→ Activity
Which lines in the data below contain the string "MalformedResponse"? Show each one.

-- Opening Marker --

// Copyright 2020 The ChromiumOS Authors
// Use of this source code is governed by a BSD-style license that can be
// found in the LICENSE file.

//! HTTP/1.1 message framing for the relay.
//!
//! Requests and responses are passed through byte for byte.  Heads are parsed only to find out
//! where each message ends: every request has to be terminated with a short packet on the USB
//! side, and every response has to be read from the device completely before the channel can
//! carry the next exchange.

use std::fmt;
use std::io::{self, BufRead, BufReader, Read, Write};

use log::{debug, info, trace};

use crate::connection::{is_transport_lost, UsbConnection};
use crate::io_adapters::{ClientWriter, TeeReader};

const MAX_HEADERS: usize = 64;
const MAX_HEAD_SIZE: u64 = 64 * 1024;

#[derive(Debug)]
pub enum Error {
    /// Reading from the client failed, or the client closed the connection in the middle of a
    /// request.
    ReadRequest(io::Error),
    MalformedRequest(String),
    MalformedResponse(String),
    /// A request or response head didn't end within `MAX_HEAD_SIZE` bytes.
    HeadTooLarge,
    /// The USB side failed.  The value wraps a `TransportLost`.
    Transport(io::Error),
}

impl std::error::Error for Error {}

impl fmt::Display for Error {
    fn fmt(&self, f: &mut fmt::Formatter) -> fmt::Result {
        use Error::*;
        match self {
            ReadRequest(err) => write!(f, "Reading request failed: {}", err),
            MalformedRequest(why) => write!(f, "HTTP request is malformed: {}", why),
            MalformedResponse(why) => write!(f, "HTTP response is malformed: {}", why),
            HeadTooLarge => write!(f, "HTTP head exceeds {} bytes", MAX_HEAD_SIZE),
            Transport(err) => write!(f, "{}", err),
        }
    }
}
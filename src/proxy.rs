// Copyright 2025 The ChromiumOS Authors
// Use of this source code is governed by a BSD-style license that can be
// found in the LICENSE file.

use std::collections::HashMap;
use std::io;
use std::net::{
    IpAddr, Shutdown, SocketAddr, TcpListener as StdTcpListener, TcpStream as StdTcpStream,
};
use std::ops::RangeInclusive;
use std::os::unix::io::AsRawFd;
use std::sync::atomic::{AtomicUsize, Ordering};
use std::sync::{Arc, Mutex};
use std::time::{Duration, Instant};

use log::{debug, error, info, warn};
use nix::sys::socket::{setsockopt, sockopt};
use tokio::net::{TcpListener, TcpStream};
use tokio::runtime::Handle as AsyncHandle;
use tokio::sync::mpsc;
use tokio::task::JoinHandle;

use crate::connection::UsbConnection;
use crate::device_info::UsbAddr;
use crate::http;
use crate::pnp::PnpEvent;
use crate::pool::ChannelPool;

// Connections blocked on the device notice a closed pool within this long, unless they are in
// the middle of an OUT transfer.
const RELEASE_WAIT: Duration = Duration::from_secs(2);

/// Reason for shutting down a proxy.  Only used for logging.
#[derive(Copy, Clone, Debug)]
pub enum ShutdownReason {
    /// The main process received a shutdown signal.
    Signal,

    /// The device is no longer on the bus.
    Unplugged,

    /// A transfer on one of the device's channels failed.
    TransportLost,
}

/// Per-connection settings.
#[derive(Copy, Clone, Debug)]
pub struct ProxyOptions {
    /// Log every relayed head line and USB transfer.
    pub verbose_log: bool,
    /// How long an accepted connection waits for a free channel before it is reset.
    pub lease_timeout: Duration,
    pub transfer_timeout: Duration,
    /// How long a client may stay silent between requests.
    pub idle_timeout: Duration,
}

/// Bind a listener on `address`, trying `preferred` first and then every port of `ports` in
/// order.  A range starting at port 0 lets the OS pick the port.
pub fn bind_listener(
    address: IpAddr,
    ports: RangeInclusive<u16>,
    preferred: Option<u16>,
) -> io::Result<StdTcpListener> {
    if *ports.start() == 0 {
        return StdTcpListener::bind((address, 0));
    }

    let candidates = preferred
        .filter(|port| ports.contains(port))
        .into_iter()
        .chain(ports);
    for port in candidates {
        match StdTcpListener::bind((address, port)) {
            Ok(listener) => return Ok(listener),
            Err(e) if e.kind() == io::ErrorKind::AddrInUse => continue,
            Err(e) => return Err(e),
        }
    }
    Err(io::Error::new(
        io::ErrorKind::AddrInUse,
        "no free port in the configured range",
    ))
}

// Client sockets of all live connections, so that they can be closed from outside the relay.
#[derive(Default)]
struct Clients {
    next_id: u64,
    streams: HashMap<u64, StdTcpStream>,
}

impl Clients {
    fn register(&mut self, stream: StdTcpStream) -> u64 {
        let id = self.next_id;
        self.next_id += 1;
        self.streams.insert(id, stream);
        id
    }

    fn shutdown_all(&mut self) {
        for (_, stream) in self.streams.drain() {
            let _ = stream.shutdown(Shutdown::Both);
        }
    }
}

/// Abort a connection with a TCP reset instead of an orderly close.
fn reset_connection(stream: &StdTcpStream) {
    let linger = libc::linger {
        l_onoff: 1,
        l_linger: 0,
    };
    if let Err(e) = setsockopt(stream.as_raw_fd(), sockopt::Linger, &linger) {
        debug!("Failed to set SO_LINGER: {}", e);
    }
}

// Everything a blocking connection task needs.
struct ConnectionTask {
    client_num: usize,
    id: u64,
    options: ProxyOptions,
    pool: ChannelPool,
    clients: Arc<Mutex<Clients>>,
    events: mpsc::UnboundedSender<PnpEvent>,
}

impl ConnectionTask {
    fn run(self, stream: StdTcpStream) {
        let addr = self.pool.addr();
        let channel = match self.pool.lease(self.options.lease_timeout) {
            Ok(channel) => channel,
            Err(err) => {
                warn!(
                    "{}: resetting connection {}: {}",
                    addr, self.client_num, err
                );
                reset_connection(&stream);
                self.unregister();
                return;
            }
        };
        debug!(
            "{}: connection {} relaying over interface {}",
            addr,
            self.client_num,
            channel.descriptor().interface_number
        );

        if let Err(err) = stream.set_read_timeout(Some(self.options.idle_timeout)) {
            debug!("{}: failed to set idle timeout: {}", addr, err);
        }
        let mut usb = UsbConnection::new(
            self.options.verbose_log,
            self.options.transfer_timeout,
            channel,
        );
        match http::relay(self.options.verbose_log, &stream, &stream, &mut usb) {
            Ok(relayed) => debug!(
                "{}: connection {} closed after {} exchanges{}",
                addr,
                self.client_num,
                relayed.exchanges,
                if relayed.idle { ", idle" } else { "" }
            ),
            Err(err) if err.is_transport_lost() && self.pool.is_closed() => {
                debug!("{}: connection {} cancelled: {}", addr, self.client_num, err)
            }
            Err(err) if err.is_transport_lost() => {
                error!("{}: connection {}: {}", addr, self.client_num, err);
                // Nothing to do if the manager is already gone.
                let _ = self.events.send(PnpEvent::TransportLost(addr));
            }
            Err(err) => info!("{}: connection {}: {}", addr, self.client_num, err),
        }

        drop(usb);
        self.unregister();
        let _ = stream.shutdown(Shutdown::Both);
    }

    fn unregister(&self) {
        self.clients.lock().unwrap().streams.remove(&self.id);
    }
}

/// The accept loop of one proxy.
///
/// Each accepted connection gets its own blocking task that leases a channel for the whole
/// lifetime of the TCP connection and relays HTTP exchanges over it.  rusb doesn't support async
/// I/O, so both the lease and the relay run on tokio's blocking thread pool.
struct Bridge {
    options: ProxyOptions,
    num_clients: Arc<AtomicUsize>,

    shutdown: mpsc::Receiver<ShutdownReason>,
    listener: TcpListener,
    pool: ChannelPool,
    clients: Arc<Mutex<Clients>>,
    events: mpsc::UnboundedSender<PnpEvent>,
    handle: AsyncHandle,
}

impl Bridge {
    async fn run(&mut self) {
        'poll: loop {
            tokio::select! {
                shutdown_type = self.shutdown.recv() => {
                    info!(
                        "{}: shutdown event received: {:?}",
                        self.pool.addr(),
                        shutdown_type.unwrap_or(ShutdownReason::Signal));
                    break 'poll;
                }

                c = self.listener.accept() => {
                    match c {
                        Ok((stream, peer)) => self.handle_connection(stream, peer),
                        Err(err) => error!("Failed to accept connection: {}", err),
                    }
                }
            }
        }
    }

    fn handle_connection(&mut self, stream: TcpStream, peer: SocketAddr) {
        let client_num = self.num_clients.fetch_add(1, Ordering::Relaxed) + 1;
        debug!(
            "{}: connection {} opened from {}",
            self.pool.addr(),
            client_num,
            peer
        );

        let stream = match stream
            .into_std()
            .and_then(|s| s.set_nonblocking(false).map(|_| s))
        {
            Ok(stream) => stream,
            Err(err) => {
                error!("Failed to set up connection {}: {}", client_num, err);
                return;
            }
        };
        let registered = match stream.try_clone() {
            Ok(clone) => clone,
            Err(err) => {
                error!("Failed to set up connection {}: {}", client_num, err);
                return;
            }
        };
        let id = self.clients.lock().unwrap().register(registered);

        let task = ConnectionTask {
            client_num,
            id,
            options: self.options,
            pool: self.pool.clone(),
            clients: self.clients.clone(),
            events: self.events.clone(),
        };
        self.handle.spawn_blocking(move || task.run(stream));
    }
}

/// A running HTTP proxy for one attached device.
pub struct ProxyInstance {
    addr: UsbAddr,
    port: u16,
    pool: ChannelPool,
    shutdown: mpsc::Sender<ShutdownReason>,
    task: JoinHandle<()>,
    clients: Arc<Mutex<Clients>>,
    num_clients: Arc<AtomicUsize>,
}

impl ProxyInstance {
    /// Start accepting connections on `listener` and relaying them to `pool`.  Transport losses
    /// are reported on `events`.
    pub fn start(
        listener: StdTcpListener,
        pool: ChannelPool,
        options: ProxyOptions,
        events: mpsc::UnboundedSender<PnpEvent>,
        handle: &AsyncHandle,
    ) -> io::Result<Self> {
        let port = listener.local_addr()?.port();
        listener.set_nonblocking(true)?;
        let listener = {
            let _guard = handle.enter();
            TcpListener::from_std(listener)?
        };

        let addr = pool.addr();
        let clients = Arc::new(Mutex::new(Clients::default()));
        let num_clients = Arc::new(AtomicUsize::new(0));
        let (shutdown_tx, shutdown_rx) = mpsc::channel(1);
        let mut bridge = Bridge {
            options,
            num_clients: num_clients.clone(),
            shutdown: shutdown_rx,
            listener,
            pool: pool.clone(),
            clients: clients.clone(),
            events,
            handle: handle.clone(),
        };
        let task = handle.spawn(async move { bridge.run().await });
        info!("{}: listening on port {}", addr, port);

        Ok(Self {
            addr,
            port,
            pool,
            shutdown: shutdown_tx,
            task,
            clients,
            num_clients,
        })
    }

    pub fn addr(&self) -> UsbAddr {
        self.addr
    }

    pub fn port(&self) -> u16 {
        self.port
    }

    pub fn pool(&self) -> &ChannelPool {
        &self.pool
    }

    /// Connections that are waiting for a channel or being relayed.
    pub fn active_connections(&self) -> usize {
        self.clients.lock().unwrap().streams.len()
    }

    /// Connections accepted since the proxy started.
    pub fn connections_accepted(&self) -> usize {
        self.num_clients.load(Ordering::Relaxed)
    }

    /// Stop the proxy.  The listener is closed right away.  Open connections get `grace` to
    /// finish, then their sockets are shut down.  Finally the pool is closed, which cancels any
    /// transfer still waiting on the device, and the interfaces are released.
    pub async fn stop(mut self, reason: ShutdownReason, grace: Duration) {
        // The bridge may already have exited if its runtime is shutting down.
        let _ = self.shutdown.send(reason).await;
        if let Err(err) = (&mut self.task).await {
            error!("{}: proxy task failed: {}", self.addr, err);
        }

        let deadline = Instant::now() + grace;
        loop {
            let remaining = self.active_connections();
            if remaining == 0 {
                break;
            }
            if Instant::now() >= deadline {
                warn!(
                    "{}: closing {} connections still open after {}ms",
                    self.addr,
                    remaining,
                    grace.as_millis()
                );
                self.clients.lock().unwrap().shutdown_all();
                break;
            }
            tokio::time::sleep(Duration::from_millis(20)).await;
        }

        self.pool.close();
        let deadline = Instant::now() + RELEASE_WAIT;
        loop {
            let leased = self.pool.leased();
            if leased == 0 {
                break;
            }
            if Instant::now() >= deadline {
                warn!(
                    "{}: {} channels still in use after stopping",
                    self.addr, leased
                );
                break;
            }
            tokio::time::sleep(Duration::from_millis(20)).await;
        }
        info!("{}: proxy on port {} stopped", self.addr, self.port);
    }
}
// Copyright 2025 The ChromiumOS Authors
// Use of this source code is governed by a BSD-style license that can be
// found in the LICENSE file.

//! An in-memory USB bus for tests.
//!
//! Every simulated interface has a bulk OUT endpoint `0x01 + n` and a bulk IN endpoint
//! `0x81 + n`.  OUT transfers are split into packets of the endpoint's max packet size and
//! recorded; IN transfers are assembled from queued packets and end at the first short
//! packet, like a real host controller.

use std::collections::{BTreeMap, BTreeSet, HashMap, VecDeque};
use std::sync::{Arc, Condvar, Mutex};
use std::time::{Duration, Instant};

use crate::device_info::{DeviceDescriptor, DeviceInfo, IppusbDescriptor, UsbAddr};
use crate::error::{Error, Result};
use crate::usb::{UsbBackend, UsbDevice};

pub type Responder = Arc<dyn Fn(&[u8]) -> Vec<u8> + Send + Sync>;

type ScanHook = Box<dyn FnOnce() + Send>;

/// What the device does with a complete OUT message.
#[derive(Clone)]
pub enum Behavior {
    /// Queue the OUT packets unchanged on the IN endpoint.
    Loopback,
    /// Answer each OUT message with the bytes returned by the responder.
    Http(Responder),
    /// Swallow OUT data and never answer.
    Silent,
}

pub fn descriptor(bus: u8, address: u8, channels: u8, packet_size: u16) -> DeviceDescriptor {
    DeviceDescriptor {
        addr: UsbAddr::new(bus, address),
        vendor_id: 0x18d1,
        product_id: 0x505e,
        manufacturer: "Sim".to_owned(),
        product: format!("Printer {}", address),
        serial: format!("SIM{:03}{:03}", bus, address),
        config: 1,
        interfaces: (0..channels)
            .map(|n| IppusbDescriptor {
                interface_number: n,
                alternate_setting: 0,
                in_endpoint: 0x81 + n,
                out_endpoint: 0x01 + n,
                in_packet_size: packet_size,
                out_packet_size: packet_size,
            })
            .collect(),
    }
}

/// Answer every request with `200 OK` and a body naming the request line.
pub fn http_responder() -> Responder {
    Arc::new(|request: &[u8]| {
        let line = request
            .split(|&b| b == b'\r')
            .next()
            .map(|l| String::from_utf8_lossy(l).into_owned())
            .unwrap_or_default();
        let body = format!("served {}", line);
        format!(
            "HTTP/1.1 200 OK\r\nContent-Length: {}\r\n\r\n{}",
            body.len(),
            body
        )
        .into_bytes()
    })
}

#[derive(Default)]
struct SimInterface {
    claimed: bool,
    out_packets: Vec<Vec<u8>>,
    pending: Vec<u8>,
    in_packets: VecDeque<Vec<u8>>,
}

struct SimDeviceState {
    unplugged: bool,
    refuse_claim: BTreeSet<u8>,
    refuse_alternate: BTreeSet<u8>,
    stalled: bool,
    interfaces: HashMap<u8, SimInterface>,
}

pub struct SimDevice {
    descriptor: DeviceDescriptor,
    behavior: Behavior,
    state: Mutex<SimDeviceState>,
    changed: Condvar,
}

impl SimDevice {
    pub fn new(descriptor: DeviceDescriptor, behavior: Behavior) -> Arc<Self> {
        let interfaces = descriptor
            .interfaces
            .iter()
            .map(|i| (i.interface_number, SimInterface::default()))
            .collect();
        Arc::new(Self {
            descriptor,
            behavior,
            state: Mutex::new(SimDeviceState {
                unplugged: false,
                refuse_claim: BTreeSet::new(),
                refuse_alternate: BTreeSet::new(),
                stalled: false,
                interfaces,
            }),
            changed: Condvar::new(),
        })
    }

    pub fn descriptor(&self) -> &DeviceDescriptor {
        &self.descriptor
    }

    /// Make claims of `interface_number` fail, as if another driver owned it.
    pub fn refuse_claim(&self, interface_number: u8) {
        self.state
            .lock()
            .unwrap()
            .refuse_claim
            .insert(interface_number);
    }

    /// Make selecting the alternate setting of `interface_number` fail after it was claimed.
    pub fn refuse_alternate_setting(&self, interface_number: u8) {
        self.state
            .lock()
            .unwrap()
            .refuse_alternate
            .insert(interface_number);
    }

    /// Fail every following transfer with a stall.
    pub fn stall(&self) {
        self.state.lock().unwrap().stalled = true;
        self.changed.notify_all();
    }

    pub fn unplug(&self) {
        self.state.lock().unwrap().unplugged = true;
        self.changed.notify_all();
    }

    pub fn claimed_interfaces(&self) -> Vec<u8> {
        let state = self.state.lock().unwrap();
        let mut claimed: Vec<u8> = state
            .interfaces
            .iter()
            .filter(|(_, i)| i.claimed)
            .map(|(n, _)| *n)
            .collect();
        claimed.sort_unstable();
        claimed
    }

    /// Every OUT packet sent to `interface_number`, in order.
    pub fn out_packets(&self, interface_number: u8) -> Vec<Vec<u8>> {
        let state = self.state.lock().unwrap();
        state
            .interfaces
            .get(&interface_number)
            .map(|i| i.out_packets.clone())
            .unwrap_or_default()
    }

    fn packet_size(&self, interface_number: u8) -> usize {
        self.descriptor
            .interfaces
            .iter()
            .find(|i| i.interface_number == interface_number)
            .map(|i| i.out_packet_size as usize)
            .unwrap_or(512)
    }

    fn split_packets(data: &[u8], packet_size: usize) -> Vec<Vec<u8>> {
        let mut packets: Vec<Vec<u8>> = data.chunks(packet_size).map(|c| c.to_vec()).collect();
        if packets.is_empty() {
            packets.push(Vec::new());
        }
        packets
    }
}

fn interface_for(endpoint: u8) -> u8 {
    (endpoint & 0x7f) - 1
}

impl UsbDevice for SimDevice {
    fn addr(&self) -> UsbAddr {
        self.descriptor.addr
    }

    fn select_config(&self, _config: u8) -> Result<()> {
        if self.state.lock().unwrap().unplugged {
            return Err(Error::SetActiveConfig(rusb::Error::NoDevice));
        }
        Ok(())
    }

    fn claim_interface(&self, number: u8) -> Result<()> {
        let mut state = self.state.lock().unwrap();
        if state.unplugged {
            return Err(Error::ClaimInterface(number, rusb::Error::NoDevice));
        }
        if state.refuse_claim.contains(&number) {
            return Err(Error::ClaimInterface(number, rusb::Error::Busy));
        }
        match state.interfaces.get_mut(&number) {
            Some(i) => {
                i.claimed = true;
                Ok(())
            }
            None => Err(Error::ClaimInterface(number, rusb::Error::NotFound)),
        }
    }

    fn set_alternate_setting(&self, interface: &IppusbDescriptor) -> Result<()> {
        let number = interface.interface_number;
        let state = self.state.lock().unwrap();
        if state.unplugged {
            return Err(Error::SetAlternateSetting(number, rusb::Error::NoDevice));
        }
        let claimed = state.interfaces.get(&number).map_or(false, |i| i.claimed);
        if !claimed || state.refuse_alternate.contains(&number) {
            return Err(Error::SetAlternateSetting(number, rusb::Error::Io));
        }
        Ok(())
    }

    fn release_interface(&self, interface_number: u8) -> Result<()> {
        let mut state = self.state.lock().unwrap();
        let unplugged = state.unplugged;
        match state.interfaces.get_mut(&interface_number) {
            Some(i) => {
                i.claimed = false;
                if unplugged {
                    Err(Error::ReleaseInterface(
                        interface_number,
                        rusb::Error::NoDevice,
                    ))
                } else {
                    Ok(())
                }
            }
            None => Err(Error::ReleaseInterface(
                interface_number,
                rusb::Error::NotFound,
            )),
        }
    }

    fn write_bulk(&self, endpoint: u8, buf: &[u8], _timeout: Duration) -> rusb::Result<usize> {
        let number = interface_for(endpoint);
        let packet_size = self.packet_size(number);
        let mut state = self.state.lock().unwrap();
        if state.unplugged {
            return Err(rusb::Error::NoDevice);
        }
        if state.stalled {
            return Err(rusb::Error::Pipe);
        }
        let interface = state
            .interfaces
            .get_mut(&number)
            .ok_or(rusb::Error::NotFound)?;
        if !interface.claimed {
            return Err(rusb::Error::Access);
        }

        for packet in Self::split_packets(buf, packet_size) {
            let short = packet.len() < packet_size;
            interface.out_packets.push(packet.clone());
            match &self.behavior {
                Behavior::Loopback => interface.in_packets.push_back(packet),
                Behavior::Http(responder) => {
                    interface.pending.extend_from_slice(&packet);
                    if short {
                        let request = std::mem::take(&mut interface.pending);
                        let response = responder(&request);
                        interface
                            .in_packets
                            .extend(Self::split_packets(&response, packet_size));
                        if !response.is_empty() && response.len() % packet_size == 0 {
                            interface.in_packets.push_back(Vec::new());
                        }
                    }
                }
                Behavior::Silent => {}
            }
        }
        self.changed.notify_all();
        Ok(buf.len())
    }

    fn read_bulk(&self, endpoint: u8, buf: &mut [u8], timeout: Duration) -> rusb::Result<usize> {
        let number = interface_for(endpoint);
        let packet_size = self.packet_size(number);
        let deadline = Instant::now() + timeout;
        let mut state = self.state.lock().unwrap();
        loop {
            if state.unplugged {
                return Err(rusb::Error::NoDevice);
            }
            if state.stalled {
                return Err(rusb::Error::Pipe);
            }
            let interface = state
                .interfaces
                .get_mut(&number)
                .ok_or(rusb::Error::NotFound)?;
            if !interface.in_packets.is_empty() {
                break;
            }
            let now = Instant::now();
            if now >= deadline {
                return Err(rusb::Error::Timeout);
            }
            state = self.changed.wait_timeout(state, deadline - now).unwrap().0;
        }

        let interface = state
            .interfaces
            .get_mut(&number)
            .ok_or(rusb::Error::NotFound)?;
        let mut filled = 0;
        while let Some(packet) = interface.in_packets.front() {
            if buf.len() - filled < packet.len() {
                if filled == 0 {
                    return Err(rusb::Error::Overflow);
                }
                break;
            }
            let packet = interface.in_packets.pop_front().unwrap_or_default();
            buf[filled..filled + packet.len()].copy_from_slice(&packet);
            filled += packet.len();
            if packet.len() < packet_size || filled == buf.len() {
                break;
            }
        }
        Ok(filled)
    }
}

struct SimBusState {
    devices: BTreeMap<UsbAddr, Arc<SimDevice>>,
    scan_hooks: VecDeque<ScanHook>,
    scans: usize,
    // Devices whose string descriptors can't be read.
    no_strings: BTreeSet<UsbAddr>,
}

/// A USB bus whose devices are plugged and unplugged by the test.
pub struct SimBackend {
    state: Mutex<SimBusState>,
}

impl SimBackend {
    pub fn new() -> Arc<Self> {
        Arc::new(Self {
            state: Mutex::new(SimBusState {
                devices: BTreeMap::new(),
                scan_hooks: VecDeque::new(),
                scans: 0,
                no_strings: BTreeSet::new(),
            }),
        })
    }

    pub fn plug(&self, device: Arc<SimDevice>) {
        self.state
            .lock()
            .unwrap()
            .devices
            .insert(device.descriptor.addr, device);
    }

    pub fn unplug(&self, addr: UsbAddr) {
        if let Some(device) = self.state.lock().unwrap().devices.remove(&addr) {
            device.unplug();
        }
    }

    /// Queue `hook` to run right after the next scan that doesn't already have a hook has
    /// collected its result, so whatever the hook changes is only seen by later scans.
    pub fn after_scan(&self, hook: impl FnOnce() + Send + 'static) {
        self.state
            .lock()
            .unwrap()
            .scan_hooks
            .push_back(Box::new(hook));
    }

    /// Report `addr` without manufacturer, product and serial strings from now on, like a
    /// device too busy to answer string descriptor requests.
    pub fn fail_string_reads(&self, addr: UsbAddr) {
        self.state.lock().unwrap().no_strings.insert(addr);
    }

    pub fn scans(&self) -> usize {
        self.state.lock().unwrap().scans
    }
}

impl UsbBackend for SimBackend {
    fn enumerate(&self) -> Result<Vec<DeviceDescriptor>> {
        let (found, hook) = {
            let mut state = self.state.lock().unwrap();
            state.scans += 1;
            let found = state
                .devices
                .values()
                .map(|d| {
                    let mut desc = d.descriptor.clone();
                    if state.no_strings.contains(&desc.addr) {
                        desc.manufacturer.clear();
                        desc.product.clear();
                        desc.serial.clear();
                    }
                    desc
                })
                .collect::<Vec<_>>();
            (found, state.scan_hooks.pop_front())
        };
        if let Some(hook) = hook {
            hook();
        }
        Ok(found)
    }

    fn describe(&self, addr: UsbAddr) -> Result<DeviceInfo> {
        let state = self.state.lock().unwrap();
        state
            .devices
            .get(&addr)
            .map(|d| DeviceInfo::from(&d.descriptor))
            .ok_or(Error::NotFound(addr))
    }

    fn open(&self, descriptor: &DeviceDescriptor) -> Result<Arc<dyn UsbDevice>> {
        let state = self.state.lock().unwrap();
        match state.devices.get(&descriptor.addr) {
            Some(device) => Ok(device.clone()),
            None => Err(Error::OpenDevice(rusb::Error::NoDevice)),
        }
    }
}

-- Closing Marker --

→ Task answer
    MalformedResponse(String),
            MalformedResponse(why) => write!(f, "HTTP response is malformed: {}", why),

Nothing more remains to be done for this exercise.